ClassPass, the fitness startup that allows members to take unlimited classes across different gyms and studios, has raised a $30M funding round. The financing is an extension of the company’s Series B round and is led by Google Ventures.
ClassPass originally launched out of Techstars in 2011, where the company got its start under the name Classtivity. Before the company became ClassPass, Classtivity was a fitness class search site.
In 2013, the company pivoted to let users pay $99 for unlimited fitness classes from dozens of fitness facilities. So whether members are in the mood to kickbox, spin or unwind with a yoga class, ClassPass gives its customers the flexibility to experiment with different workout options.

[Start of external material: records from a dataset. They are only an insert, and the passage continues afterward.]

//! ICMP echo transport.

use crate::packet::{classify_reply, create_echo_request, strip_ipv4_header};
use crate::socket::{open_icmp_socket, set_hop_limit, SocketMode};
use async_trait::async_trait;
use std::net::{IpAddr, SocketAddr};
use tokio::net::UdpSocket;
use tokio::time::Instant;
use tracing::{debug, trace};
use xtr_core::{EchoTransport, Family, Reply, XtrError, ECHO_PAYLOAD};

/// Largest datagram read from the socket.
const RECV_BUFFER_SIZE: usize = 1500;

/// Returns the echo identifier for this process.
///
/// Computed once at startup and handed to every transport of the run.
pub fn process_echo_id() -> u16 {
    std::process::id() as u16
}

/// Echo transport over one ICMP or ICMPv6 socket.
pub struct IcmpTransport {
    family: Family,
    /// ICMP socket, driven by tokio.
    socket: UdpSocket,
    mode: SocketMode,
    /// Echo ID for this run.
    echo_id: u16,
    /// Read buffer.
    buffer: Vec<u8>,
}

impl IcmpTransport {
    /// Opens a transport for `family` tagging probes with `echo_id`.
    ///
    /// Must be called from within a tokio runtime.
    pub fn open(family: Family, echo_id: u16) -> Result<Self, XtrError> {
        let (socket, mode) = open_icmp_socket(family)?;
        let std_socket: std::net::UdpSocket = socket.into();
        let socket = UdpSocket::from_std(std_socket)
            .map_err(|source| XtrError::SocketCreation { family, source })?;

        debug!(%family, ?mode, echo_id, "Opened ICMP socket");

        Ok(Self {
            family,
            socket,
            mode,
            echo_id,
            buffer: vec![0u8; RECV_BUFFER_SIZE],
        })
    }

    pub fn mode(&self) -> SocketMode {
        self.mode
    }

    /// Identifier to match replies against. Ping sockets rewrite it, and the
    /// kernel already hands them only their own replies.
    fn expected_echo_id(&self) -> Option<u16> {
        match self.mode {
            SocketMode::Raw => Some(self.echo_id),
            SocketMode::Dgram => None,
        }
    }
}

#[async_trait]
impl EchoTransport for IcmpTransport {
    fn family(&self) -> Family {
        self.family
    }

    async fn send_probe(&mut self, destination: IpAddr, hop_limit: u8) -> Result<(), XtrError> {
        if Family::of(&destination) != self.family {
            return Err(XtrError::Internal(format!(
                "{} transport asked to probe {}",
                self.family, destination
            )));
        }

        set_hop_limit(&self.socket, self.family, hop_limit)?;

        // Sequence carries the hop limit for packet captures only; replies are
        // matched on type and identifier.
        let packet = create_echo_request(
            self.family,
            self.echo_id,
            u16::from(hop_limit),
            ECHO_PAYLOAD,
        )?;

        trace!(
            hop_limit,
            echo_id = self.echo_id,
            "Sending ICMP Echo Request probe"
        );

        // ICMP doesn't have a port, but we need to provide a SocketAddr
        let target_addr = SocketAddr::new(destination, 0);
        self.socket
            .send_to(&packet, target_addr)
            .await
            .map_err(|source| XtrError::WriteFailed {
                addr: destination,
                source,
            })?;

        Ok(())
    }

    async fn receive(&mut self, deadline: Instant) -> Result<Option<Reply>, XtrError> {
        let (n, peer) =
            match tokio::time::timeout_at(deadline, self.socket.recv_from(&mut self.buffer)).await {
                Err(_) => return Ok(None),
                Ok(Err(e)) => return Err(XtrError::ReadFailed(e)),
                Ok(Ok(received)) => received,
            };

        let mut icmp = &self.buffer[..n];
        if self.family == Family::V4 && self.mode == SocketMode::Raw {
            icmp = strip_ipv4_header(icmp)?;
        }

        let kind = classify_reply(self.family, icmp, self.expected_echo_id())?;
        Ok(Some(Reply {
            addr: peer.ip(),
            kind,
        }))
    }
}

#[cfg(test)]
mod tests {
    use super::*;

    #[test]
    fn test_process_echo_id_is_stable() {
        assert_eq!(process_echo_id(), process_echo_id());
        assert_eq!(process_echo_id(), std::process::id() as u16);
    }

    #[tokio::test]
    async fn test_loopback_echo() {
        // Needs either CAP_NET_RAW or an unprivileged ping range; skip otherwise.
        let Ok(mut transport) = IcmpTransport::open(Family::V4, process_echo_id()) else {
            return;
        };
        let destination: IpAddr = "127.0.0.1".parse().unwrap();
        if transport.send_probe(destination, 64).await.is_err() {
            return;
        }

        let deadline = Instant::now() + std::time::Duration::from_secs(2);
        loop {
            match transport.receive(deadline).await {
                Ok(Some(reply)) => {
                    assert_eq!(reply.addr, destination);
                    assert_eq!(reply.kind, xtr_core::ReplyKind::EchoReply);
                    return;
                }
                Ok(None) => return,
                Err(e) if e.is_retryable() => continue,
                Err(e) => panic!("unexpected error: {}", e),
            }
        }
    }

    #[tokio::test]
    async fn test_rejects_family_mismatch() {
        let Ok(mut transport) = IcmpTransport::open(Family::V4, process_echo_id()) else {
            return;
        };
        let result = transport.send_probe("::1".parse().unwrap(), 1).await;
        assert!(matches!(result, Err(XtrError::Internal(_))));
    }
}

However, members can only visit each location up to three times per month, forcing customers to keep their workouts varied. This system steadily draws in new customers to boutique studios, which can otherwise charge up to $300 a month for memberships. Today, members pay a comparatively affordable $125 for ClassPass.

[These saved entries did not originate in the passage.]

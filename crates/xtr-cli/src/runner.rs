//! Runner that orchestrates a dual-stack run.

use crate::dns::SystemResolver;
use tracing::{debug, info, warn};
use xtr_core::{
    spawn_walk, Correlator, Destination, Destinations, Family, NameResolver, ProbeParams, Report,
    RouteStream, TraceProgress, XtrConfig, XtrError,
};
use xtr_icmp::{process_echo_id, IcmpTransport};

type Opened = Option<(Destination, Result<IcmpTransport, XtrError>)>;

fn open_transport(destination: Option<Destination>, echo_id: u16) -> Opened {
    destination.map(|dest| {
        let family = dest.family();
        let transport = IcmpTransport::open(family, echo_id);
        if let Err(e) = &transport {
            warn!(%family, error = %e, "Failed to open ICMP socket");
        }
        (dest, transport)
    })
}

fn start_walk(
    destination: Destination,
    transport: Result<IcmpTransport, XtrError>,
    params: &ProbeParams,
) -> RouteStream {
    match transport {
        Ok(transport) => {
            debug!(
                family = %destination.family(),
                %destination,
                mode = ?transport.mode(),
                "Starting walk"
            );
            spawn_walk(transport, destination, params.clone())
        }
        // The failure is reported in that family's section.
        Err(e) => RouteStream::failed(destination, e),
    }
}

/// Starts one walk per resolved family.
///
/// Fails only when no resolved family could open a socket.
pub fn start_walks(
    destinations: &Destinations,
    echo_id: u16,
    params: &ProbeParams,
) -> Result<(Option<RouteStream>, Option<RouteStream>), XtrError> {
    let v4 = open_transport(destinations.v4, echo_id);
    let v6 = open_transport(destinations.v6, echo_id);

    match (v4, v6) {
        (Some((_, Err(e))), None | Some((_, Err(_)))) | (None, Some((_, Err(e)))) => Err(e),
        (v4, v6) => Ok((
            v4.map(|(dest, transport)| start_walk(dest, transport, params)),
            v6.map(|(dest, transport)| start_walk(dest, transport, params)),
        )),
    }
}

/// Resolves the target, probes every family it has an address in, and
/// correlates the two paths.
///
/// `on_progress` follows the IPv4 section hop by hop, then the IPv6 section.
pub async fn run_xtr<F>(config: XtrConfig, mut on_progress: F) -> Result<Report, XtrError>
where
    F: FnMut(TraceProgress<'_>),
{
    config.params.validate()?;

    let resolver = SystemResolver::new();
    let addrs = resolver.resolve_forward(&config.hostname).await?;
    let destinations = Destinations::pick(&addrs);
    if destinations.is_empty() {
        return Err(XtrError::NoAddresses {
            hostname: config.hostname,
        });
    }

    info!(
        target = %config.hostname,
        v4 = ?destinations.v4.map(|d| d.addr()),
        v6 = ?destinations.v6.map(|d| d.addr()),
        max_hops = config.params.max_hops,
        attempts = config.params.attempts,
        "Starting xtr"
    );

    let echo_id = process_echo_id();
    let (v4, v6) = start_walks(&destinations, echo_id, &config.params)?;

    let mut correlator = Correlator::new(resolver);
    for (family, stream) in [(Family::V4, v4), (Family::V6, v6)] {
        let trace = correlator
            .trace_family(family, stream, &mut on_progress)
            .await;
        if let Some(error) = trace.error() {
            debug!(%family, %error, "Walk did not reach its destination");
        }
    }

    let report = correlator.finish();
    debug!(shared = report.shared, "Correlation finished");
    Ok(report)
}

#[cfg(test)]
mod tests {
    use super::*;
    use xtr_core::OutputFormat;

    #[tokio::test]
    async fn test_invalid_params_rejected_before_probing() {
        let config = XtrConfig {
            hostname: "192.0.2.1".to_string(),
            params: ProbeParams {
                attempts: 0,
                ..Default::default()
            },
            format: OutputFormat::Text,
        };

        let mut events = 0;
        let result = run_xtr(config, |_| events += 1).await;

        assert!(matches!(result, Err(XtrError::InvalidParams(_))));
        assert_eq!(events, 0);
    }

    #[test]
    fn test_no_destinations_starts_nothing() {
        let (v4, v6) =
            start_walks(&Destinations::default(), 1, &ProbeParams::default()).unwrap();
        assert!(v4.is_none());
        assert!(v6.is_none());
    }
}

“As we continue to rapidly grow in more than 36 markets across three continents, we have fundamentally changed the way people consume fitness activities,” said Payal Kadakia, ClassPass CEO, in an email. “We’re now increasingly focused on improving and enhancing the ClassPass experience, providing our users a more personalized, robust membership and our studio partners tools and resources to better optimize and grow their businesses.”
To date, 11 million reservations have been made on the platform. ClassPass is present in 36 markets across three continents, and most recently launched in Australia. In April, ClassPass acquired its primary competitor, Fitmob.
“The boutique studio fitness market has grown rapidly, and ClassPass offers consumers the best specialized workouts in a variety of disciplines,” said Joe Kraus, General Partner at Google Ventures, in an email. “ClassPass excels at giving consumers greater choice and the ability to work out at many different types of studios, anytime and anywhere.”